I do not personally dispute the tragedy of the poor but allowing them to hunt and encouraging a process that will result in exploitation of wildlife will not alleviate their poverty. Why don’t people encourage the rearing of chickens, fish or cane rats to alleviate their protein deficiency? This will bring development and a better and healthier existence.
If I should continue to use the example of primates, there is evidence that conserving primates, rather than eating them, will actually enhance food availability for humans. African scientist operating in the Taï region of Côte-d’Ivoire, for instance, found that seven species of monkeys used about 75 species of plants as a source of fruit, of which 25 were also used by local human inhabitants for various purposes. Now, monkeys are well known seed dispersal agents and they will spread the seeds of these plants that are important to humans. If there are no monkeys, then the chance of survival of such food plants is reduced.

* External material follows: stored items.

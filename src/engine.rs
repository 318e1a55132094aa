//! Grid Engine
//!
//! The public contract every entity screen consumes.
//!
//! ## Responsibilities
//! - Coordinate StorageAdapter, FilterEngine, SortEngine, SelectionController
//! - Apply the per-entity lifecycle rule on mutation
//! - Run the staged-deletion state machine
//! - Write every mutation through to the store

use std::collections::BTreeSet;

use chrono::{DateTime, Utc};
use tracing::{debug, info};

use crate::column::ColumnDescriptor;
use crate::entity::{Entity, EntityId};
use crate::filter::{self, FilterState};
use crate::select::SelectionController;
use crate::sort::{self, SortState};
use crate::store::StorageAdapter;

/// A dependent-timestamp rule applied uniformly by `mutate`
///
/// Declares a boolean lifecycle flag and the timestamp field it drives
/// (publish flag → publish timestamp being the canonical case). On an update
/// that flips the flag false→true the timestamp is set to now; true→false
/// clears it; no change leaves it untouched.
pub struct LifecycleRule<E> {
    /// Read the lifecycle flag
    pub flag: fn(&E) -> bool,

    /// Write the dependent timestamp
    pub stamp: fn(&mut E, Option<DateTime<Utc>>),
}

/// Payload the engine emits for the delete-confirmation dialog
///
/// The engine never renders UI; the dialog layer shows this and calls
/// [`GridEngine::confirm_delete`] or [`GridEngine::cancel_delete`].
#[derive(Debug, Clone, PartialEq, Eq)]
pub struct ConfirmPrompt {
    pub title: String,
    pub description: String,
    pub pending_count: usize,
}

/// Staged-deletion state machine
///
/// `Idle -> Staged(ids) -> {confirm -> Idle (post-removal), cancel -> Idle}`.
/// No transition removes data before confirmation.
#[derive(Debug, Clone, PartialEq, Eq, Default)]
pub enum DeleteFlow {
    #[default]
    Idle,
    Staged(BTreeSet<EntityId>),
}

/// Orchestrates one entity collection's read/mutate/delete cycle
///
/// Generic over the entity type: each screen instantiates the engine with its
/// own record type and column list rather than dispatching on type tags.
/// Collections are passed in and returned by value — the engine holds
/// selection and delete-flow state, but the owning screen holds the records.
pub struct GridEngine<E: Entity> {
    /// Column descriptors, immutable for the lifetime of the screen
    columns: Vec<ColumnDescriptor<E>>,

    /// Persistence for this collection
    adapter: StorageAdapter<E>,

    /// Row-selection bookkeeping
    selection: SelectionController,

    /// Staged-deletion state
    delete_flow: DeleteFlow,

    /// Optional dependent-timestamp rule applied on mutation
    lifecycle: Option<LifecycleRule<E>>,
}

impl<E: Entity> GridEngine<E> {
    /// Create an engine over a column list and a storage adapter
    pub fn new(columns: Vec<ColumnDescriptor<E>>, adapter: StorageAdapter<E>) -> Self {
        Self {
            columns,
            adapter,
            selection: SelectionController::new(),
            delete_flow: DeleteFlow::Idle,
            lifecycle: None,
        }
    }

    /// Attach a dependent-timestamp rule
    pub fn with_lifecycle(mut self, rule: LifecycleRule<E>) -> Self {
        self.lifecycle = Some(rule);
        self
    }

    // =========================================================================
    // Read Path
    // =========================================================================

    /// Load the collection, seeding when the store is absent, empty, or stale
    ///
    /// Delegates to [`StorageAdapter::load`]; this is the only point at which
    /// the reseed-on-corruption policy applies.
    pub fn initialize(&self, seed: Vec<E>) -> Vec<E> {
        self.adapter.load(seed)
    }

    /// Compute the visible row set: filter, then sort
    ///
    /// Pure with respect to `collection` — no record is mutated and the
    /// result is always a subset of the input.
    pub fn view(&self, collection: &[E], filter: &FilterState, sort: &SortState) -> Vec<E> {
        let visible = filter::apply(collection, &self.columns, filter);
        sort::apply(visible, &self.columns, sort)
    }

    // =========================================================================
    // Mutation Path
    // =========================================================================

    /// Replace the record whose id matches `updated`, write through
    ///
    /// Applies the lifecycle rule: if the update flips the declared flag, the
    /// dependent timestamp is set (false→true) or cleared (true→false); an
    /// unchanged flag leaves it untouched. An id not present in the
    /// collection returns the collection unchanged with no write.
    pub fn mutate(&mut self, collection: Vec<E>, mut updated: E) -> Vec<E> {
        let id = updated.id();
        let Some(position) = collection.iter().position(|r| r.id() == id) else {
            debug!(id = %id, "mutate target not in collection, ignoring");
            return collection;
        };

        if let Some(rule) = &self.lifecycle {
            let flag_before = (rule.flag)(&collection[position]);
            let flag_after = (rule.flag)(&updated);
            match (flag_before, flag_after) {
                (false, true) => (rule.stamp)(&mut updated, Some(Utc::now())),
                (true, false) => (rule.stamp)(&mut updated, None),
                _ => {}
            }
        }

        let mut next = collection;
        next[position] = updated;

        self.adapter.save(&next);
        self.prune_selection(&next);
        next
    }

    /// Prepend a new record (new records sort first by convention)
    ///
    /// A record carrying the unassigned-id sentinel gets a generated id:
    /// current unix-millis, bumped past any collision. Writes through and
    /// returns the new collection.
    pub fn add(&mut self, collection: Vec<E>, mut record: E) -> Vec<E> {
        if record.id().is_unassigned() {
            record.set_id(generate_id(&collection));
        }

        let mut next = collection;
        next.insert(0, record);

        self.adapter.save(&next);
        next
    }

    /// Remove every record whose id is in `ids`, write through
    ///
    /// Idempotent on absent ids. The selection is pruned to the surviving
    /// collection.
    pub fn remove(&mut self, collection: Vec<E>, ids: &BTreeSet<EntityId>) -> Vec<E> {
        let before = collection.len();
        let next: Vec<E> = collection
            .into_iter()
            .filter(|record| !ids.contains(&record.id()))
            .collect();

        if next.len() != before {
            info!(removed = before - next.len(), remaining = next.len(), "records removed");
        }

        self.adapter.save(&next);
        self.prune_selection(&next);
        next
    }

    // =========================================================================
    // Staged Deletion
    // =========================================================================

    /// Stage ids for deletion and emit the confirmation payload
    ///
    /// Nothing is removed until [`confirm_delete`](Self::confirm_delete);
    /// restaging replaces any previously staged set.
    pub fn stage_delete(&mut self, ids: BTreeSet<EntityId>) -> ConfirmPrompt {
        let pending_count = ids.len();
        self.delete_flow = DeleteFlow::Staged(ids);

        ConfirmPrompt {
            title: "Are you sure?".to_string(),
            description: format!(
                "This will permanently remove {} record(s) from {}.",
                pending_count,
                E::collection_name()
            ),
            pending_count,
        }
    }

    /// Discard the staged ids without removing anything
    pub fn cancel_delete(&mut self) {
        self.delete_flow = DeleteFlow::Idle;
    }

    /// Remove the staged ids and return to idle
    ///
    /// With nothing staged this is a no-op returning the collection
    /// unchanged (and unwritten).
    pub fn confirm_delete(&mut self, collection: Vec<E>) -> Vec<E> {
        let DeleteFlow::Staged(ids) = std::mem::take(&mut self.delete_flow) else {
            return collection;
        };
        self.remove(collection, &ids)
    }

    /// The currently staged ids, if any
    pub fn staged(&self) -> Option<&BTreeSet<EntityId>> {
        match &self.delete_flow {
            DeleteFlow::Staged(ids) => Some(ids),
            DeleteFlow::Idle => None,
        }
    }

    // =========================================================================
    // Accessors
    // =========================================================================

    /// Column descriptors this engine renders with
    pub fn columns(&self) -> &[ColumnDescriptor<E>] {
        &self.columns
    }

    /// Selection state (read)
    pub fn selection(&self) -> &SelectionController {
        &self.selection
    }

    /// Selection state (the screen drives toggles through this)
    pub fn selection_mut(&mut self) -> &mut SelectionController {
        &mut self.selection
    }

    /// The storage adapter (for testing/debugging)
    pub fn adapter(&self) -> &StorageAdapter<E> {
        &self.adapter
    }

    // =========================================================================
    // Private Helpers
    // =========================================================================

    /// Intersect the selection with the ids present in `collection`
    fn prune_selection(&mut self, collection: &[E]) {
        let valid: BTreeSet<EntityId> = collection.iter().map(Entity::id).collect();
        self.selection.retain(&valid);
    }
}

/// Generate a unique integer id: current unix-millis, bumped past collisions
fn generate_id<E: Entity>(collection: &[E]) -> EntityId {
    let taken: BTreeSet<i64> = collection
        .iter()
        .filter_map(|record| match record.id() {
            EntityId::Int(n) => Some(n),
            EntityId::Text(_) => None,
        })
        .collect();

    let mut candidate = Utc::now().timestamp_millis();
    while taken.contains(&candidate) {
        candidate += 1;
    }

    EntityId::Int(candidate)
}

There is a good reason to believe that some very dangerous diseases are haboured in wild animals and eating such animal – or handling them as you would handle food – could provoke new and terrible epidemics among these communities and at the global arena. We have all heard of at least one or more of these diseases: Ebola fever, Hantavirus disease, Venezuelan hemorrhagic fever, Crimean-Congo hemorrhagic fever and other diseases noted for their high human fatality per case rates. These and other diseases of wildlife pose increasing challenges for the health of humans already. Do we want to further complicate this problem?
I know that many people are poor and that is why I put forward this question: should we allow people to steal on a sustainable basis, taking a little from the bank on a daily basis as well as robbing everyone of the money they have worked hard for? This will not resolve poverty, nor will allowing people to take protein from the wild as is being proposed in the CIFOR report.
I don’t see any sensible person calling for the legalization of narcotics just because it is the poor who grow poppies and other raw materials. Instead, more resources are being allocated to fight this vice and to educate the public.
I totally disagree with the recommendation of legalizing bushmeat and believe that alternatives for food production and poverty alleviation exist and should be explored.